The models for heuristic frames science classrooms as places where students get to wonder about and question the world around them. For each of the PEs listed in Table 1, we have provided some examples of phenomena that could be reasoned about using the models mentioned. For example, we asked, what phenomena could “a model to describe the atomic composition of simple molecules and extended structures” (MS-PS1-1) elucidate? What properties of chemical or physical substances could be explained by attending to their atomic structure? What can we predict about the behavior of such substances? By rooting the lesson in these phenomena, students would have the chance to wonder about these things, ask questions about them, and see the need to develop models that could help them deepen their understanding.

Posing specific questions helps students develop a shared motivation needed inform and constrain model development (Fig. 1). When students are asked to “Draw your model of an atom” or “Model the interactions in a lake ecosystem” or “Build a model of DNA,” they have not been provided with enough information about what to do. An exercise in which students are asked to “model a cell” is underspecified. Should they represent all the structures of the cell? Should they favor certain features over others? Without a purpose, students have no criteria against which to judge their own decisions (other than perhaps fidelity to canonical representations). When the question is clear, it can give students a sense of context within which to make choices and justifications that serve a purpose. It is only with this sense of purpose that students can make reasonable, justifiable decisions. If the purpose of modeling is to better understand how a cell is able to divide itself in two, the specific entities and relationships among them can serve a purpose that extends beyond describing a typical cell. Thus, in order to position students as epistemic agents they must be able to either develop, examine or critique the epistemic aims that make a model useful—they should be able to connect to the phenomena and questions that are driving their work.

6 Conclusion

The distinction between models of and models for reflects an historical tension in the philosophy of science between the structure of models and their function in propelling scientific knowledge and practice forward.
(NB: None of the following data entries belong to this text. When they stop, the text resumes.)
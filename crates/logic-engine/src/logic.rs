//! 逻辑表达式模型
//!
//! 表达式是只有一个键的 JSON 对象，键为操作符，值为操作数（单个值或有序列表）。
//! 其他任何结构（多键对象、未识别的键、数组、原始值）都视为字面量。

use crate::operators::Operator;
use serde_json::{Number, Value};

/// `some` / `every` 模板中绑定当前元素的保留键
pub const LOOP_VARIABLE: &str = "$";

/// 已识别表达式的借用视图
#[derive(Debug, Clone, Copy, PartialEq)]
pub struct Logic<'a> {
    operator: Operator,
    operand: &'a Value,
}

impl<'a> Logic<'a> {
    /// 尝试把 JSON 节点识别为表达式
    pub fn parse(node: &'a Value) -> Option<Self> {
        let map = node.as_object()?;
        if map.len() != 1 {
            return None;
        }
        let (key, operand) = map.iter().next()?;
        let operator = Operator::from_key(key)?;
        Some(Self { operator, operand })
    }

    pub fn operator(&self) -> Operator {
        self.operator
    }

    /// 操作数列表：列表形式按原样展开，单个操作数视为长度为 1 的列表
    pub fn operands(&self) -> &'a [Value] {
        match self.operand {
            Value::Array(items) => items.as_slice(),
            single => std::slice::from_ref(single),
        }
    }

    pub fn operand(&self, index: usize) -> Option<&'a Value> {
        self.operands().get(index)
    }
}

/// 节点是否为合法的逻辑表达式
pub fn is_logic(node: &Value) -> bool {
    Logic::parse(node).is_some()
}

/// 节点是否为原始值（字符串、数字、布尔或空）
pub fn is_primitive(value: &Value) -> bool {
    !matches!(value, Value::Array(_) | Value::Object(_))
}

/// 节点是否为规则树中的终端值：原始值、全部由原始值组成的数组或逻辑表达式
pub fn is_terminal(value: &Value) -> bool {
    match value {
        Value::Array(items) => items.iter().all(is_primitive),
        Value::Object(_) => is_logic(value),
        _ => true,
    }
}

/// 真值判断
///
/// `false`、`0`、`NaN`、空字符串和空值为假；数组与对象（包括空的）均为真。
pub fn is_truthy(value: &Value) -> bool {
    match value {
        Value::Null => false,
        Value::Bool(b) => *b,
        Value::Number(n) => n.as_f64().is_some_and(|f| f != 0.0 && !f.is_nan()),
        Value::String(s) => !s.is_empty(),
        Value::Array(_) | Value::Object(_) => true,
    }
}

/// 数值转换，无法转换时得到 NaN
pub fn to_number(value: &Value) -> f64 {
    match value {
        Value::Null => f64::NAN,
        Value::Bool(b) => {
            if *b {
                1.0
            } else {
                0.0
            }
        }
        Value::Number(n) => n.as_f64().unwrap_or(f64::NAN),
        Value::String(s) => {
            let trimmed = s.trim();
            if trimmed.is_empty() {
                0.0
            } else {
                trimmed.parse().unwrap_or(f64::NAN)
            }
        }
        Value::Array(items) => match items.as_slice() {
            [] => 0.0,
            [single] => to_number(single),
            _ => f64::NAN,
        },
        Value::Object(_) => f64::NAN,
    }
}

const MAX_SAFE_INTEGER: f64 = 9_007_199_254_740_991.0;

/// 把计算结果转换回 JSON 数值
///
/// 整数值输出为整数，非有限值（NaN、无穷）无法用 JSON 表示，输出为空值。
pub fn number_value(n: f64) -> Value {
    if !n.is_finite() {
        return Value::Null;
    }
    if n.fract() == 0.0 && n.abs() <= MAX_SAFE_INTEGER {
        return Value::from(n as i64);
    }
    Number::from_f64(n).map(Value::Number).unwrap_or(Value::Null)
}

/// 获取值的类型名称
pub fn type_name(value: &Value) -> &'static str {
    match value {
        Value::Null => "null",
        Value::Bool(_) => "boolean",
        Value::Number(_) => "number",
        Value::String(_) => "string",
        Value::Array(_) => "array",
        Value::Object(_) => "object",
    }
}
We see this same tension mirrored in science classrooms around the implementation of the practice of modeling. In both contexts, conceptualizing models as tools rather than end-products helps us understand the role of epistemic agency in modeling practice.

Ultimately, our point in this article is a simple one. We noted earlier that the contrast between models of versus models for could be used as a heuristic device to help educators notice and interpret how models are positioned in standards, curriculum and classrooms. More specifically, we have proposed that models can and should enter into science classrooms in ways that position students as epistemic agents who see developing and using models as serving the larger aim of making sense of the world. If, as a community, we can push ourselves to articulate what the modeling work is for in our educational designs, we will be a long way toward empowering science students to engage in this practice.